嘘の誓いとLOVE RING


「凌祐!?」

慌てて圭祐から離れたけれど、凌祐の顔は一気に険しくなった。

「あれ?兄貴、もう仕事の話はいいのか?佐倉さんだったんだろ?」

そんな圭祐の質問に凌祐は答える間もなく、私の前へ大股で近寄ると、強引に腕を掴み引っ張った。

その勢いで、前のめりになる。

「痛っ…」

凌祐は、顔をしかめる私にも無視をして、腕を引っ張り部屋を出た。

そして、奥の部屋へ連れ込むと、ドアを閉め鍵を掛けたのだった。

ここも空き部屋だ。

おそらく、凌祐の部屋だったのだろう。

いくら出入りをしていた家とはいえ、プライベートまでは足を踏み入れた事はないから、二人の部屋までは知らなかった。

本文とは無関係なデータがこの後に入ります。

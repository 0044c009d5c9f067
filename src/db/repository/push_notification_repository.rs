use async_trait::async_trait;
use chrono::Utc;
use sqlx::SqlitePool;
use uuid::Uuid;

use crate::db::models::{CreatePushNotification, PushNotification, RecordUpdate, NO_ENDPOINTS_ERROR};
use crate::error::{AppError, AppResult};
use crate::services::dispatcher::NotificationStore;

/// Repository for the `push_notifications` queue.
///
/// Inserting a row fires the `push_notifications_on_create` trigger, which
/// appends the matching change-feed event.
pub struct PushNotificationRepository;

impl PushNotificationRepository {
    #[allow(dead_code)]
    pub async fn create(
        pool: &SqlitePool,
        notification: CreatePushNotification,
    ) -> AppResult<PushNotification> {
        let id = Uuid::new_v4().to_string();
        let now = Utc::now().naive_utc();
        let data_json = serde_json::to_string(&notification.data)
            .map_err(|e| AppError::Internal(anyhow::anyhow!(e)))?;

        let row = sqlx::query_as::<_, PushNotification>(
            r#"
            INSERT INTO push_notifications (
                id, user_id, title, body, data_json,
                is_sent, sent_at, attempts, last_error, created_at
            ) VALUES (?, ?, ?, ?, ?, 0, NULL, 0, NULL, ?)
            RETURNING
                id, user_id, title, body, data_json,
                is_sent, sent_at, attempts, last_error, created_at
            "#,
        )
        .bind(id)
        .bind(notification.user_id)
        .bind(notification.title)
        .bind(notification.body)
        .bind(data_json)
        .bind(now)
        .fetch_one(pool)
        .await
        .map_err(AppError::Database)?;

        Ok(row)
    }

    pub async fn find_by_id(pool: &SqlitePool, id: &str) -> AppResult<Option<PushNotification>> {
        let row = sqlx::query_as::<_, PushNotification>(
            r#"
            SELECT
                id, user_id, title, body, data_json,
                is_sent, sent_at, attempts, last_error, created_at
            FROM push_notifications
            WHERE id = ?
            "#,
        )
        .bind(id)
        .fetch_optional(pool)
        .await
        .map_err(AppError::Database)?;

        Ok(row)
    }

    /// Terminal write for a recipient without endpoints. `attempts` is left as is.
    pub async fn mark_no_endpoints(pool: &SqlitePool, id: &str) -> AppResult<()> {
        let now = Utc::now().naive_utc();
        let result = sqlx::query(
            r#"
            UPDATE push_notifications
            SET is_sent = 1, sent_at = ?, last_error = ?
            WHERE id = ?
            "#,
        )
        .bind(now)
        .bind(NO_ENDPOINTS_ERROR)
        .bind(id)
        .execute(pool)
        .await
        .map_err(AppError::Database)?;

        ensure_updated(result.rows_affected(), id)
    }

    /// Terminal write after a batch was submitted. A `None` error clears
    /// `last_error`.
    pub async fn mark_sent(pool: &SqlitePool, id: &str, last_error: Option<String>) -> AppResult<()> {
        let now = Utc::now().naive_utc();
        let result = sqlx::query(
            r#"
            UPDATE push_notifications
            SET is_sent = 1, sent_at = ?, attempts = attempts + 1, last_error = ?
            WHERE id = ?
            "#,
        )
        .bind(now)
        .bind(last_error)
        .bind(id)
        .execute(pool)
        .await
        .map_err(AppError::Database)?;

        ensure_updated(result.rows_affected(), id)
    }

    /// Count a failed attempt without making the record terminal.
    pub async fn register_failed_attempt(
        pool: &SqlitePool,
        id: &str,
        last_error: &str,
    ) -> AppResult<()> {
        let result = sqlx::query(
            r#"
            UPDATE push_notifications
            SET attempts = attempts + 1, last_error = ?
            WHERE id = ?
            "#,
        )
        .bind(last_error)
        .bind(id)
        .execute(pool)
        .await
        .map_err(AppError::Database)?;

        ensure_updated(result.rows_affected(), id)
    }
}

fn ensure_updated(rows_affected: u64, id: &str) -> AppResult<()> {
    if rows_affected == 0 {
        return Err(AppError::NotFound(format!("push notification {}", id)));
    }
    Ok(())
}

#[async_trait]
impl NotificationStore for SqlitePool {
    async fn find(&self, id: &str) -> AppResult<Option<PushNotification>> {
        PushNotificationRepository::find_by_id(self, id).await
    }

    async fn update(&self, id: &str, update: RecordUpdate) -> AppResult<()> {
        match update {
            RecordUpdate::NoEndpoints => PushNotificationRepository::mark_no_endpoints(self, id).await,
            RecordUpdate::Delivered { last_error } => {
                PushNotificationRepository::mark_sent(self, id, last_error).await
            }
            RecordUpdate::Failed { last_error } => {
                PushNotificationRepository::register_failed_attempt(self, id, &last_error).await
            }
        }
    }
}
use std::sync::Arc;
use std::time::Duration;

use axum::{routing::get, Router};
use tower_http::trace::TraceLayer;

mod config;
mod db;
mod error;
mod routes;
mod services;

use config::Config;
use services::init;

pub struct AppState {
    pub db: sqlx::SqlitePool,
    pub config: Config,
}

#[tokio::main]
async fn main() -> anyhow::Result<()> {
    // Load configuration
    dotenvy::dotenv().ok();
    let config = Config::from_env()?;

    init::init_tracing(&config.log);

    tracing::info!("Starting Push Dispatcher");

    let pool = init::init_db(&config).await?;
    let dispatcher = init::build_dispatcher(&config, &pool)?;

    let app_state = Arc::new(AppState {
        db: pool,
        config: config.clone(),
    });

    let (shutdown_tx, _shutdown_rx) = tokio::sync::broadcast::channel::<()>(1);

    let bg_handles =
        init::spawn_background_workers(app_state.clone(), dispatcher, shutdown_tx.clone());

    let app = Router::new()
        .route("/health", get(routes::health::health_check))
        .with_state(app_state.clone())
        .layer(TraceLayer::new_for_http());

    let addr = format!("{}:{}", config.server.host, config.server.port);
    tracing::info!("Health endpoint listening on {}", addr);

    let listener = tokio::net::TcpListener::bind(&addr).await?;
    if let Err(e) = axum::serve(listener, app)
        .with_graceful_shutdown(shutdown_signal())
        .await
    {
        tracing::error!("Server error: {}", e);
    }

    let _ = shutdown_tx.send(());

    // In-flight dispatches finish their current batch before the worker exits.
    let shutdown_wait = Duration::from_secs(15);
    tracing::info!(
        "Waiting up to {}s for background workers to exit",
        shutdown_wait.as_secs()
    );

    let bg_wait = async {
        for h in bg_handles {
            let _ = h.await;
        }
    };
    let _ = tokio::time::timeout(shutdown_wait, bg_wait).await;

    tracing::info!("Shutdown complete");
    Ok(())
}

/// Resolves on Ctrl+C, or SIGTERM on unix.
async fn shutdown_signal() {
    #[cfg(unix)]
    {
        use tokio::signal::unix::{signal, SignalKind};

        match signal(SignalKind::terminate()) {
            Ok(mut term) => {
                tokio::select! {
                    _ = tokio::signal::ctrl_c() => {}
                    _ = term.recv() => {}
                }
            }
            Err(e) => {
                tracing::warn!("SIGTERM handler unavailable, waiting for Ctrl+C: {}", e);
                let _ = tokio::signal::ctrl_c().await;
            }
        }
    }

    #[cfg(not(unix))]
    {
        let _ = tokio::signal::ctrl_c().await;
    }

    tracing::info!("Shutdown signal received");
}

凌祐は戸惑う私を壁に打ち付けると、逃げ場を塞ぐ様に両手を壁についた。

「圭祐と何をやってたんだ?」

「あれは…。ただ、虫が入ってきて。驚いて抱き着いただけよ」

怖い…。

凌祐のこんな怖い雰囲気は初めてだ。

説明する声も震えてしまう。

すると、凌祐は鼻で笑うと引き攣った笑顔を浮かべた。